-- DATA EXTRACT follows --
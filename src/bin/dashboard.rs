//! Dashboard backend: parses a command and returns cards, messages and Plotly figures
//!
//! Run: cargo run --release --bin dashboard
//! Test: curl -X POST http://localhost:3000/analyze -H "Content-Type: application/json" -d '{"query":"gráfico de precio próximos 14 días"}'

use std::sync::Arc;

use anyhow::Context;
use sol_predictor::server::{self, dashboard};
use sol_predictor::{init_tracing, Analyzer, AppConfig, ForecastEngine, PriceHistory};
use tracing::info;

#[tokio::main]
async fn main() -> anyhow::Result<()> {
    init_tracing("sol_predictor=info,tower_http=info");
    let config = AppConfig::from_env()?;

    let history = PriceHistory::from_csv(&config.data_path)
        .with_context(|| format!("failed to load {}", config.data_path.display()))?;
    info!(rows = history.len(), path = %config.data_path.display(), "historical data loaded");

    let analyzer = Analyzer::new(history, ForecastEngine::from_config(&config), config.default_forecast_days);
    server::serve(dashboard::router(Arc::new(analyzer)), config.socket_addr(), "dashboard").await?;
    Ok(())
}
//! Demo predictor: random variation around the last close.

use rand::rngs::StdRng;
use rand::{Rng, SeedableRng};
use tracing::warn;

use super::Forecast;

/// Price reported when there is no data at all
pub const EMPTY_DATA_PRICE: f64 = 10.50;

/// Largest daily move, either direction
pub const MAX_VARIATION: f64 = 0.02;

/// Stand-in for the trained models. Not a real forecast.
#[derive(Debug, Clone, Default)]
pub struct SimulatedModel {
    seed: Option<u64>,
}

impl SimulatedModel {
    /// Seeded from the wall clock on every call
    pub fn new() -> Self {
        warn!("using SIMULATED model for demonstration; predictions are not financial advice");
        Self { seed: None }
    }

    /// Reproducible results
    pub fn with_seed(seed: u64) -> Self {
        Self { seed: Some(seed) }
    }

    fn rng(&self) -> StdRng {
        let seed = self.seed.unwrap_or_else(|| chrono::Utc::now().timestamp().unsigned_abs() % 1000);
        StdRng::seed_from_u64(seed)
    }

    /// Last close moved by up to ±2 %, rounded to cents
    pub fn predict_price(&self, closes: &[f64]) -> f64 {
        let Some(last) = closes.last() else {
            return EMPTY_DATA_PRICE;
        };
        let variation: f64 = self.rng().gen_range(-MAX_VARIATION..=MAX_VARIATION);
        round_cents(last * (1.0 + variation))
    }

    /// Two independent ±2 % walks from the last close, blended like the trained ensemble
    pub fn forecast(&self, closes: &[f64], days: usize) -> Forecast {
        let start = closes.last().copied().unwrap_or(EMPTY_DATA_PRICE);
        let mut rng = self.rng();
        let walk = |rng: &mut StdRng| {
            let mut price = start;
            (0..days)
                .map(|_| {
                    price *= 1.0 + rng.gen_range(-MAX_VARIATION..=MAX_VARIATION);
                    round_cents(price)
                })
                .collect::<Vec<f64>>()
        };
        let rf = walk(&mut rng);
        let lstm = walk(&mut rng);
        Forecast::from_components(rf, lstm)
    }
}

fn round_cents(value: f64) -> f64 {
    (value * 100.0).round() / 100.0
}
-- DATA EXTRACT concluded --
▸ **WORK TO BE COMPLETED**: Return every record, word for word.

▸ **RESPONSE BELOW**:
filename src/bin/dashboard.rs
//! Dashboard backend: parses a command and returns cards, messages and Plotly figures
//!
//! Run: cargo run --release --bin dashboard
//! Test: curl -X POST http://localhost:3000/analyze -H "Content-Type: application/json" -d '{"query":"gráfico de precio próximos 14 días"}'

use std::sync::Arc;

use anyhow::Context;
use sol_predictor::server::{self, dashboard};
use sol_predictor::{init_tracing, Analyzer, AppConfig, ForecastEngine, PriceHistory};
use tracing::info;

#[tokio::main]
async fn main() -> anyhow::Result<()> {
    init_tracing("sol_predictor=info,tower_http=info");
    let config = AppConfig::from_env()?;

    let history = PriceHistory::from_csv(&config.data_path)
        .with_context(|| format!("failed to load {}", config.data_path.display()))?;
    info!(rows = history.len(), path = %config.data_path.display(), "historical data loaded");

    let analyzer = Analyzer::new(history, ForecastEngine::from_config(&config), config.default_forecast_days);
    server::serve(dashboard::router(Arc::new(analyzer)), config.socket_addr(), "dashboard").await?;
    Ok(())
}
//! Demo predictor: random variation around the last close.

use rand::rngs::StdRng;
use rand::{Rng, SeedableRng};
use tracing::warn;

use super::Forecast;

/// Price reported when there is no data at all
pub const EMPTY_DATA_PRICE: f64 = 10.50;

/// Largest daily move, either direction
pub const MAX_VARIATION: f64 = 0.02;

/// Stand-in for the trained models. Not a real forecast.
#[derive(Debug, Clone, Default)]
pub struct SimulatedModel {
    seed: Option<u64>,
}

impl SimulatedModel {
    /// Seeded from the wall clock on every call
    pub fn new() -> Self {
        warn!("using SIMULATED model for demonstration; predictions are not financial advice");
        Self { seed: None }
    }

    /// Reproducible results
    pub fn with_seed(seed: u64) -> Self {
        Self { seed: Some(seed) }
    }

    fn rng(&self) -> StdRng {
        let seed = self.seed.unwrap_or_else(|| chrono::Utc::now().timestamp().unsigned_abs() % 1000);
        StdRng::seed_from_u64(seed)
    }

    /// Last close moved by up to ±2 %, rounded to cents
    pub fn predict_price(&self, closes: &[f64]) -> f64 {
        let Some(last) = closes.last() else {
            return EMPTY_DATA_PRICE;
        };
        let variation: f64 = self.rng().gen_range(-MAX_VARIATION..=MAX_VARIATION);
        round_cents(last * (1.0 + variation))
    }

    /// Two independent ±2 % walks from the last close, blended like the trained ensemble
    pub fn forecast(&self, closes: &[f64], days: usize) -> Forecast {
        let start = closes.last().copied().unwrap_or(EMPTY_DATA_PRICE);
        let mut rng = self.rng();
        let walk = |rng: &mut StdRng| {
            let mut price = start;
            (0..days)
                .map(|_| {
                    price *= 1.0 + rng.gen_range(-MAX_VARIATION..=MAX_VARIATION);
                    round_cents(price)
                })
                .collect::<Vec<f64>>()
        };
        let rf = walk(&mut rng);
        let lstm = walk(&mut rng);
        Forecast::from_components(rf, lstm)
    }
}

fn round_cents(value: f64) -> f64 {
    (value * 100.0).round() / 100.0
}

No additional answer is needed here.